> Task requirements:
Your task is to copy each line of the records that includes the string "LinkOutcome".

> Provided records:
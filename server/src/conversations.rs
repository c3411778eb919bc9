use crate::address::normalize_address;
use crate::error::AppResult;
use crate::store::LeadStore;
use crate::types::{ConversationUpsert, LeadContact, LinkSummary, MessageEvent, UpsertOutcome};

pub const WHATSAPP_CHANNEL: &str = "whatsapp";
pub const INSTAGRAM_CHANNEL: &str = "instagram";

enum LinkOutcome {
    Linked { conversation_created: bool },
    /// Another lead already owns the address, e.g. the same number spelled differently.
    AddressTaken,
    LeadGone,
}

async fn link_one(
    store: &dyn LeadStore,
    user_id: &str,
    lead: &LeadContact,
    default_country: &str,
) -> AppResult<LinkOutcome> {
    let phone = lead.phone.as_deref().unwrap_or_default();
    let address = normalize_address(phone, default_country)?;
    if store.lead_exists_by_conversation(user_id, &address).await? {
        return Ok(LinkOutcome::AddressTaken);
    }
    let contact_name = if lead.name.trim().is_empty() {
        phone.to_string()
    } else {
        lead.name.clone()
    };

    let outcome = store
        .upsert_conversation(ConversationUpsert {
            user_id: user_id.to_string(),
            external_address: address.clone(),
            contact_name: Some(contact_name),
            contact_photo_url: None,
            tenant_channel: WHATSAPP_CHANNEL.to_string(),
            platform_user_ref: None,
        })
        .await?;

    if !store.link_lead_conversation(user_id, lead.id, &address).await? {
        return Ok(LinkOutcome::LeadGone);
    }
    Ok(LinkOutcome::Linked {
        conversation_created: outcome == UpsertOutcome::Created,
    })
}

/// Gives every phone-only lead of the user a WhatsApp conversation and links it back.
///
/// `created` counts conversations that did not exist before, `updated` counts
/// leads that were linked. A lead whose phone cannot be normalized, whose address
/// already belongs to another lead, or whose writes fail is counted in `fail`
/// without touching the conversation, and the rest of the batch proceeds.
pub async fn reconcile_from_contacts(
    store: &dyn LeadStore,
    user_id: &str,
    default_country: &str,
) -> AppResult<LinkSummary> {
    let pending = store.leads_missing_conversation(user_id).await?;
    let mut summary = LinkSummary::default();

    for lead in &pending {
        match link_one(store, user_id, lead, default_country).await {
            Ok(LinkOutcome::Linked {
                conversation_created,
            }) => {
                if conversation_created {
                    summary.created += 1;
                }
                summary.updated += 1;
            }
            Ok(LinkOutcome::AddressTaken) => {
                tracing::warn!(user_id, lead_id = lead.id, "address already linked to another lead");
                summary.fail += 1;
            }
            Ok(LinkOutcome::LeadGone) => {
                tracing::warn!(user_id, lead_id = lead.id, "lead disappeared before linking");
                summary.fail += 1;
            }
            Err(err) => {
                tracing::warn!(user_id, lead_id = lead.id, error = %err, "lead link failed");
                summary.fail += 1;
            }
        }
    }

    tracing::info!(
        user_id,
        pending = pending.len(),
        created = summary.created,
        updated = summary.updated,
        fail = summary.fail,
        "conversation link pass finished"
    );
    Ok(summary)
}

/// Records an inbound Instagram message on the sender's conversation.
pub async fn record_inbound(
    store: &dyn LeadStore,
    user_id: &str,
    event: &MessageEvent,
) -> AppResult<UpsertOutcome> {
    store
        .upsert_conversation(ConversationUpsert {
            user_id: user_id.to_string(),
            external_address: event.sender_ref.clone(),
            contact_name: None,
            contact_photo_url: None,
            tenant_channel: INSTAGRAM_CHANNEL.to_string(),
            platform_user_ref: Some(event.sender_ref.clone()),
        })
        .await
}
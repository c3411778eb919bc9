#[tokio::main]
async fn main() {
    if let Err(err) = lead_sync::app::run().await {
        tracing::error!(error = %err, "lead sync server failed");
        eprintln!("lead sync server failed: {err}");
        std::process::exit(1);
    }
}
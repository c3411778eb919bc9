//! Outbound Instagram messages through the Graph API Send endpoint.

use std::time::Duration;

use serde::Serialize;
use serde_json::{json, Value};

use crate::error::{AppError, AppResult};

pub const MAX_MESSAGE_CHARS: usize = 1000;
const CHUNK_PAUSE: Duration = Duration::from_millis(300);
const REQUEST_TIMEOUT: Duration = Duration::from_secs(20);

/// Outcome of one send. Failures are values, never errors.
#[derive(Debug, Clone, PartialEq, Serialize)]
#[serde(rename_all = "camelCase")]
pub struct SendResult {
    pub success: bool,
    #[serde(skip_serializing_if = "Option::is_none")]
    pub error: Option<String>,
    #[serde(skip_serializing_if = "Option::is_none")]
    pub error_payload: Option<Value>,
}

impl SendResult {
    fn sent() -> Self {
        Self {
            success: true,
            error: None,
            error_payload: None,
        }
    }

    fn failed(error: impl Into<String>, error_payload: Option<Value>) -> Self {
        Self {
            success: false,
            error: Some(error.into()),
            error_payload,
        }
    }
}

/// Splits `text` into chunks of at most `max_chars` characters.
///
/// Each cut lands on the last paragraph break, line break, sentence end or space
/// in the window, in that order of preference, provided it sits past 30% of the
/// window. Otherwise the window is cut hard.
pub fn split_message(text: &str, max_chars: usize) -> Vec<String> {
    if max_chars == 0 || text.chars().count() <= max_chars {
        return vec![text.to_string()];
    }
    let min_cut = max_chars * 3 / 10;
    let mut chunks = Vec::new();
    let mut remaining = text;

    while remaining.chars().count() > max_chars {
        let window_end = remaining
            .char_indices()
            .nth(max_chars)
            .map(|(i, _)| i)
            .unwrap_or(remaining.len());
        let window = &remaining[..window_end];

        let cut = ["\n\n", "\n", ". ", " "]
            .iter()
            .find_map(|sep| {
                let pos = window.rfind(sep)?;
                (window[..pos].chars().count() > min_cut).then_some(pos + sep.len())
            })
            .unwrap_or(window_end);

        chunks.push(remaining[..cut].trim_end().to_string());
        remaining = remaining[cut..].trim_start();
    }
    if !remaining.is_empty() {
        chunks.push(remaining.to_string());
    }
    chunks
}

#[derive(Debug, Clone)]
pub struct MessageDispatcher {
    client: reqwest::Client,
    graph_root: String,
}

impl MessageDispatcher {
    /// `graph_root` is the versioned Graph API base, e.g. `https://graph.facebook.com/v24.0`.
    pub fn new(graph_root: impl Into<String>) -> AppResult<Self> {
        let client = reqwest::Client::builder()
            .timeout(REQUEST_TIMEOUT)
            .build()
            .map_err(|e| AppError::Config(format!("failed to build http client: {e}")))?;
        Ok(Self {
            client,
            graph_root: graph_root.into().trim_end_matches('/').to_string(),
        })
    }

    /// Sends `text` to `recipient`, split into chunks when it is too long.
    ///
    /// Chunks go out in order; the first failing chunk ends the send.
    pub async fn send(&self, access_token: &str, recipient: &str, text: &str) -> SendResult {
        if access_token.trim().is_empty() || recipient.trim().is_empty() || text.trim().is_empty() {
            return SendResult::failed("Missing accessToken, recipientId or text", None);
        }

        let chunks = split_message(text, MAX_MESSAGE_CHARS);
        for (i, chunk) in chunks.iter().enumerate() {
            let result = self.send_chunk(access_token, recipient, chunk).await;
            if !result.success {
                return result;
            }
            if i + 1 < chunks.len() {
                tokio::time::sleep(CHUNK_PAUSE).await;
            }
        }
        if chunks.len() > 1 {
            tracing::info!(recipient, parts = chunks.len(), "message sent in parts");
        }
        SendResult::sent()
    }

    async fn send_chunk(&self, access_token: &str, recipient: &str, text: &str) -> SendResult {
        let body = json!({
            "recipient": { "id": recipient },
            "message": { "text": text },
            "messaging_type": "RESPONSE",
        });

        let response = match self
            .client
            .post(format!("{}/me/messages", self.graph_root))
            .query(&[("access_token", access_token)])
            .json(&body)
            .send()
            .await
        {
            Ok(response) => response,
            Err(err) => {
                tracing::error!(recipient, error = %err, "graph send request failed");
                return SendResult::failed(err.to_string(), None);
            }
        };

        let status = response.status();
        let data = response
            .json::<Value>()
            .await
            .unwrap_or_else(|_| json!({}));
        let error_payload = data.get("error").filter(|e| !e.is_null()).cloned();

        if !status.is_success() {
            tracing::error!(recipient, status = status.as_u16(), body = %data, "graph api error");
            let message = error_payload
                .as_ref()
                .and_then(|e| e.get("message"))
                .and_then(Value::as_str)
                .map(str::to_string)
                .unwrap_or_else(|| status.canonical_reason().unwrap_or("request failed").to_string());
            return SendResult::failed(message, error_payload);
        }
        if let Some(payload) = error_payload {
            tracing::error!(recipient, error = %payload, "graph api error payload");
            let message = payload
                .get("message")
                .and_then(Value::as_str)
                .unwrap_or("graph api error")
                .to_string();
            return SendResult::failed(message, Some(payload));
        }
        SendResult::sent()
    }
}
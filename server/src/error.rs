use axum::{
    http::StatusCode,
    response::{IntoResponse, Response},
    Json,
};
use serde_json::json;

pub type AppResult<T> = Result<T, AppError>;

#[derive(Debug, thiserror::Error)]
pub enum AppError {
    /// No user could be resolved from the request credentials.
    #[error("not authenticated")]
    Unauthenticated,

    /// A required request field is missing, empty or malformed.
    #[error("{0}")]
    BadRequest(String),

    /// A phone number could not be turned into a canonical address.
    #[error("invalid address: {0}")]
    InvalidAddress(String),

    #[error("persistence error: {0}")]
    Persistence(String),

    #[error("channel error: {0}")]
    Channel(String),

    #[error("configuration error: {0}")]
    Config(String),
}

impl AppError {
    pub fn bad_request(message: impl Into<String>) -> Self {
        Self::BadRequest(message.into())
    }

    pub fn status_code(&self) -> StatusCode {
        match self {
            Self::Unauthenticated => StatusCode::UNAUTHORIZED,
            Self::BadRequest(_) | Self::InvalidAddress(_) => StatusCode::BAD_REQUEST,
            Self::Channel(_) => StatusCode::BAD_GATEWAY,
            Self::Persistence(_) | Self::Config(_) => StatusCode::INTERNAL_SERVER_ERROR,
        }
    }
}

impl IntoResponse for AppError {
    fn into_response(self) -> Response {
        let status = self.status_code();
        let message = match &self {
            Self::BadRequest(msg) => msg.clone(),
            other => other.to_string(),
        };
        (status, Json(json!({ "success": false, "message": message }))).into_response()
    }
}

impl From<sqlx::Error> for AppError {
    fn from(err: sqlx::Error) -> Self {
        tracing::error!(error = ?err, "database error");
        Self::Persistence(err.to_string())
    }
}

impl From<sqlx::migrate::MigrateError> for AppError {
    fn from(err: sqlx::migrate::MigrateError) -> Self {
        tracing::error!(error = ?err, "migration error");
        Self::Persistence(err.to_string())
    }
}

impl From<serde_json::Error> for AppError {
    fn from(err: serde_json::Error) -> Self {
        Self::BadRequest(format!("invalid json body: {err}"))
    }
}
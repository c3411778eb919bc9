use crate::address::{address_local_part, is_group_address};
use crate::columns::{resolve_or_create_first, resolve_target};
use crate::conversations::WHATSAPP_CHANNEL;
use crate::error::AppResult;
use crate::store::LeadStore;
use crate::types::{ManualContact, NewLeadContact, ReconcileSummary};

pub const IMPORTED_CONTACT_MESSAGE: &str = "Imported contact";
pub const WHATSAPP_CONTACT_MESSAGE: &str = "WhatsApp contact";

/// Inserts one lead and folds the outcome into `summary`.
///
/// A natural-key conflict means another request created the lead first, so it
/// counts as skipped. Other store failures are tallied and do not stop the batch.
async fn insert_counted(
    store: &dyn LeadStore,
    lead: NewLeadContact,
    summary: &mut ReconcileSummary,
) {
    let user_id = lead.user_id.clone();
    match store.insert_lead_contact(lead).await {
        Ok(Some(_)) => summary.created += 1,
        Ok(None) => summary.skipped += 1,
        Err(err) => {
            tracing::warn!(user_id = %user_id, error = %err, "lead insert failed");
            summary.fail += 1;
        }
    }
}

/// Creates leads from a manually supplied `{name, phone}` list, deduplicating on phone.
///
/// New leads go to `target_column` when given (it must belong to the user),
/// otherwise to the first column. Returns the summary together with the id of
/// the column new leads were placed in.
pub async fn from_manual_list(
    store: &dyn LeadStore,
    user_id: &str,
    entries: &[ManualContact],
    target_column: Option<i64>,
) -> AppResult<(ReconcileSummary, i64)> {
    let column = resolve_target(store, user_id, target_column).await?;
    let mut summary = ReconcileSummary::default();

    for entry in entries {
        let name = entry.name.as_deref().unwrap_or("").trim();
        let phone = entry.phone.as_deref().unwrap_or("").trim();
        if phone.is_empty() {
            summary.skipped += 1;
            continue;
        }
        if store.lead_exists_by_phone(user_id, phone).await? {
            summary.skipped += 1;
            continue;
        }

        let display_name = if name.is_empty() { phone } else { name };
        let lead = NewLeadContact {
            user_id: user_id.to_string(),
            name: display_name.to_string(),
            message: IMPORTED_CONTACT_MESSAGE.to_string(),
            avatar_url: None,
            column_id: column.id,
            conversation_ref: None,
            phone: Some(phone.to_string()),
        };
        insert_counted(store, lead, &mut summary).await;
    }

    tracing::info!(
        user_id,
        column_id = column.id,
        created = summary.created,
        skipped = summary.skipped,
        fail = summary.fail,
        "manual contact import finished"
    );
    Ok((summary, column.id))
}

/// Creates one lead per existing one-to-one WhatsApp conversation of the user.
///
/// Group conversations and other channels (Instagram) are never turned into leads. The lead is keyed by the
/// conversation address; its phone stays unknown.
pub async fn from_conversations(
    store: &dyn LeadStore,
    user_id: &str,
) -> AppResult<ReconcileSummary> {
    let conversations = store.list_conversations(user_id).await?;
    let column = resolve_or_create_first(store, user_id).await?;
    let mut summary = ReconcileSummary::default();

    for conversation in conversations
        .into_iter()
        .filter(|c| c.tenant_channel == WHATSAPP_CHANNEL && !is_group_address(&c.external_address))
    {
        let address = conversation.external_address;
        if store.lead_exists_by_conversation(user_id, &address).await? {
            summary.skipped += 1;
            continue;
        }

        let name = conversation
            .contact_name
            .as_deref()
            .map(str::trim)
            .filter(|n| !n.is_empty())
            .unwrap_or_else(|| address_local_part(&address))
            .to_string();
        let lead = NewLeadContact {
            user_id: user_id.to_string(),
            name,
            message: WHATSAPP_CONTACT_MESSAGE.to_string(),
            avatar_url: conversation.contact_photo_url,
            column_id: column.id,
            conversation_ref: Some(address),
            phone: None,
        };
        insert_counted(store, lead, &mut summary).await;
    }

    tracing::info!(
        user_id,
        created = summary.created,
        skipped = summary.skipped,
        fail = summary.fail,
        "conversation lead sync finished"
    );
    Ok(summary)
}

#[cfg(test)]
mod tests {
    use super::*;
    use crate::error::AppError;
    use crate::store::MemoryStore;
    use crate::types::{
        Column, Conversation, ConversationUpsert, LeadContact, UpsertOutcome,
    };
    use async_trait::async_trait;
    use std::collections::HashSet;

    fn contact(name: &str, phone: &str) -> ManualContact {
        ManualContact {
            name: Some(name.to_string()),
            phone: Some(phone.to_string()),
        }
    }

    async fn add_conversation(store: &MemoryStore, user: &str, address: &str, name: Option<&str>) {
        add_channel_conversation(store, user, address, name, WHATSAPP_CHANNEL).await;
    }

    async fn add_channel_conversation(
        store: &MemoryStore,
        user: &str,
        address: &str,
        name: Option<&str>,
        channel: &str,
    ) {
        store
            .upsert_conversation(ConversationUpsert {
                user_id: user.to_string(),
                external_address: address.to_string(),
                contact_name: name.map(str::to_string),
                contact_photo_url: None,
                tenant_channel: channel.to_string(),
                platform_user_ref: None,
            })
            .await
            .unwrap();
    }

    fn assert_unique_keys(leads: &[LeadContact]) {
        let mut phones = HashSet::new();
        let mut refs = HashSet::new();
        for lead in leads {
            if let Some(phone) = &lead.phone {
                assert!(phones.insert(phone.clone()), "duplicate phone {phone}");
            }
            if let Some(conv) = &lead.conversation_ref {
                assert!(refs.insert(conv.clone()), "duplicate conversation {conv}");
            }
        }
    }

    #[tokio::test]
    async fn empty_phone_is_skipped_without_affecting_neighbours() {
        let store = MemoryStore::new();
        let entries = vec![
            contact("Ana", "600111222"),
            contact("Nobody", "   "),
            contact("", "600333444"),
        ];

        let (summary, column_id) = from_manual_list(&store, "u1", &entries, None).await.unwrap();
        assert_eq!(summary.created, 2);
        assert_eq!(summary.skipped, 1);
        assert_eq!(summary.fail, 0);

        let leads = store.list_lead_contacts("u1").await.unwrap();
        assert_eq!(leads.len(), 2);
        assert_eq!(leads[0].name, "Ana");
        assert_eq!(leads[1].name, "600333444");
        assert!(leads.iter().all(|l| l.column_id == column_id));
        assert!(leads.iter().all(|l| l.message == IMPORTED_CONTACT_MESSAGE));
    }

    #[tokio::test]
    async fn repeated_import_does_not_duplicate_phones() {
        let store = MemoryStore::new();
        let entries = vec![contact("Ana", "600111222"), contact("Ana again", "600111222")];

        let (first, _) = from_manual_list(&store, "u1", &entries, None).await.unwrap();
        assert_eq!((first.created, first.skipped), (1, 1));
        let (second, _) = from_manual_list(&store, "u1", &entries, None).await.unwrap();
        assert_eq!((second.created, second.skipped), (0, 2));

        // same phone under another user is independent
        let (other, _) = from_manual_list(&store, "u2", &entries, None).await.unwrap();
        assert_eq!(other.created, 1);

        assert_unique_keys(&store.list_lead_contacts("u1").await.unwrap());
    }

    #[tokio::test]
    async fn conversation_sync_is_idempotent() {
        let store = MemoryStore::new();
        add_conversation(&store, "u1", "34600111222@s.whatsapp.net", Some("Ana")).await;
        add_conversation(&store, "u1", "34600333444@s.whatsapp.net", None).await;

        let first = from_conversations(&store, "u1").await.unwrap();
        assert_eq!(first.created, 2);
        let second = from_conversations(&store, "u1").await.unwrap();
        assert_eq!(second.created, 0);
        assert_eq!(second.skipped, 2);

        let leads = store.list_lead_contacts("u1").await.unwrap();
        assert_unique_keys(&leads);
        let unnamed = leads
            .iter()
            .find(|l| l.conversation_ref.as_deref() == Some("34600333444@s.whatsapp.net"))
            .unwrap();
        assert_eq!(unnamed.name, "34600333444");
        assert_eq!(unnamed.phone, None);
    }

    #[tokio::test]
    async fn group_conversations_never_become_leads() {
        let store = MemoryStore::new();
        add_conversation(&store, "u1", "120363041234567890@g.us", Some("Family")).await;

        let summary = from_conversations(&store, "u1").await.unwrap();
        assert_eq!(summary, ReconcileSummary::default());
        assert!(store.list_lead_contacts("u1").await.unwrap().is_empty());
    }

    #[tokio::test]
    async fn instagram_conversations_never_become_whatsapp_leads() {
        let store = MemoryStore::new();
        add_channel_conversation(&store, "u1", "555", None, "instagram").await;
        add_conversation(&store, "u1", "34600111222@s.whatsapp.net", Some("Ana")).await;

        let summary = from_conversations(&store, "u1").await.unwrap();
        assert_eq!(summary, ReconcileSummary { created: 1, skipped: 0, fail: 0 });
        let leads = store.list_lead_contacts("u1").await.unwrap();
        assert_eq!(leads.len(), 1);
        assert_eq!(leads[0].name, "Ana");
    }

    #[tokio::test]
    async fn numeric_phones_import_alongside_text_ones() {
        let store = MemoryStore::new();
        let entries: Vec<ManualContact> = serde_json::from_value(serde_json::json!([
            { "name": "Ana", "phone": "600111222" },
            { "name": "Num", "phone": 600333444 },
            { "name": "Broken", "phone": ["600"] },
            { "name": "Luis", "phone": "600555666" }
        ]))
        .unwrap();

        let (summary, _) = from_manual_list(&store, "u1", &entries, None).await.unwrap();
        assert_eq!(summary, ReconcileSummary { created: 3, skipped: 1, fail: 0 });
        let phones = store
            .list_lead_contacts("u1")
            .await
            .unwrap()
            .into_iter()
            .filter_map(|l| l.phone)
            .collect::<Vec<_>>();
        assert_eq!(phones, vec!["600111222", "600333444", "600555666"]);
    }

    #[tokio::test]
    async fn manual_import_into_requested_column() {
        let store = MemoryStore::new();
        store.insert_column_if_absent("u1", "Inbox", "blue").await.unwrap();
        let hot = store.insert_column_if_absent("u1", "Hot", "red").await.unwrap();
        let foreign = store.insert_column_if_absent("u2", "Hot", "red").await.unwrap();
        let entries = vec![contact("Ana", "600111222")];

        let (summary, column_id) = from_manual_list(&store, "u1", &entries, Some(hot.id))
            .await
            .unwrap();
        assert_eq!(summary.created, 1);
        assert_eq!(column_id, hot.id);
        assert_eq!(store.list_lead_contacts("u1").await.unwrap()[0].column_id, hot.id);

        let result = from_manual_list(&store, "u1", &entries, Some(foreign.id)).await;
        assert!(matches!(result, Err(AppError::BadRequest(_))));
    }

    /// Delegates to a memory store but fails inserts for one phone number.
    struct FailingInsertStore {
        inner: MemoryStore,
        poisoned_phone: &'static str,
    }

    #[async_trait]
    impl LeadStore for FailingInsertStore {
        async fn ping(&self) -> AppResult<()> {
            self.inner.ping().await
        }
        async fn list_columns(&self, user_id: &str) -> AppResult<Vec<Column>> {
            self.inner.list_columns(user_id).await
        }
        async fn first_column(&self, user_id: &str) -> AppResult<Option<Column>> {
            self.inner.first_column(user_id).await
        }
        async fn insert_column_if_absent(
            &self,
            user_id: &str,
            title: &str,
            color: &str,
        ) -> AppResult<Column> {
            self.inner.insert_column_if_absent(user_id, title, color).await
        }
        async fn lead_exists_by_phone(&self, user_id: &str, phone: &str) -> AppResult<bool> {
            self.inner.lead_exists_by_phone(user_id, phone).await
        }
        async fn lead_exists_by_conversation(
            &self,
            user_id: &str,
            conversation_ref: &str,
        ) -> AppResult<bool> {
            self.inner.lead_exists_by_conversation(user_id, conversation_ref).await
        }
        async fn insert_lead_contact(
            &self,
            lead: NewLeadContact,
        ) -> AppResult<Option<LeadContact>> {
            if lead.phone.as_deref() == Some(self.poisoned_phone) {
                return Err(AppError::Persistence("connection reset".into()));
            }
            self.inner.insert_lead_contact(lead).await
        }
        async fn list_lead_contacts(&self, user_id: &str) -> AppResult<Vec<LeadContact>> {
            self.inner.list_lead_contacts(user_id).await
        }
        async fn leads_missing_conversation(&self, user_id: &str) -> AppResult<Vec<LeadContact>> {
            self.inner.leads_missing_conversation(user_id).await
        }
        async fn link_lead_conversation(
            &self,
            user_id: &str,
            lead_id: i64,
            conversation_ref: &str,
        ) -> AppResult<bool> {
            self.inner
                .link_lead_conversation(user_id, lead_id, conversation_ref)
                .await
        }
        async fn list_conversations(&self, user_id: &str) -> AppResult<Vec<Conversation>> {
            self.inner.list_conversations(user_id).await
        }
        async fn upsert_conversation(
            &self,
            upsert: ConversationUpsert,
        ) -> AppResult<UpsertOutcome> {
            self.inner.upsert_conversation(upsert).await
        }
    }

    #[tokio::test]
    async fn insert_failure_is_counted_and_batch_continues() {
        let store = FailingInsertStore {
            inner: MemoryStore::new(),
            poisoned_phone: "600000002",
        };
        let entries = vec![
            contact("One", "600000001"),
            contact("Two", "600000002"),
            contact("Three", "600000003"),
        ];

        let (summary, _) = from_manual_list(&store, "u1", &entries, None).await.unwrap();
        assert_eq!(summary.created, 2);
        assert_eq!(summary.fail, 1);
        let phones = store
            .list_lead_contacts("u1")
            .await
            .unwrap()
            .into_iter()
            .filter_map(|l| l.phone)
            .collect::<Vec<_>>();
        assert_eq!(phones, vec!["600000001", "600000003"]);
    }
}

> Answer area:
enum LinkOutcome {
) -> AppResult<LinkOutcome> {
        return Ok(LinkOutcome::AddressTaken);
        return Ok(LinkOutcome::LeadGone);
    Ok(LinkOutcome::Linked {
            Ok(LinkOutcome::Linked {
            Ok(LinkOutcome::AddressTaken) => {
            Ok(LinkOutcome::LeadGone) => {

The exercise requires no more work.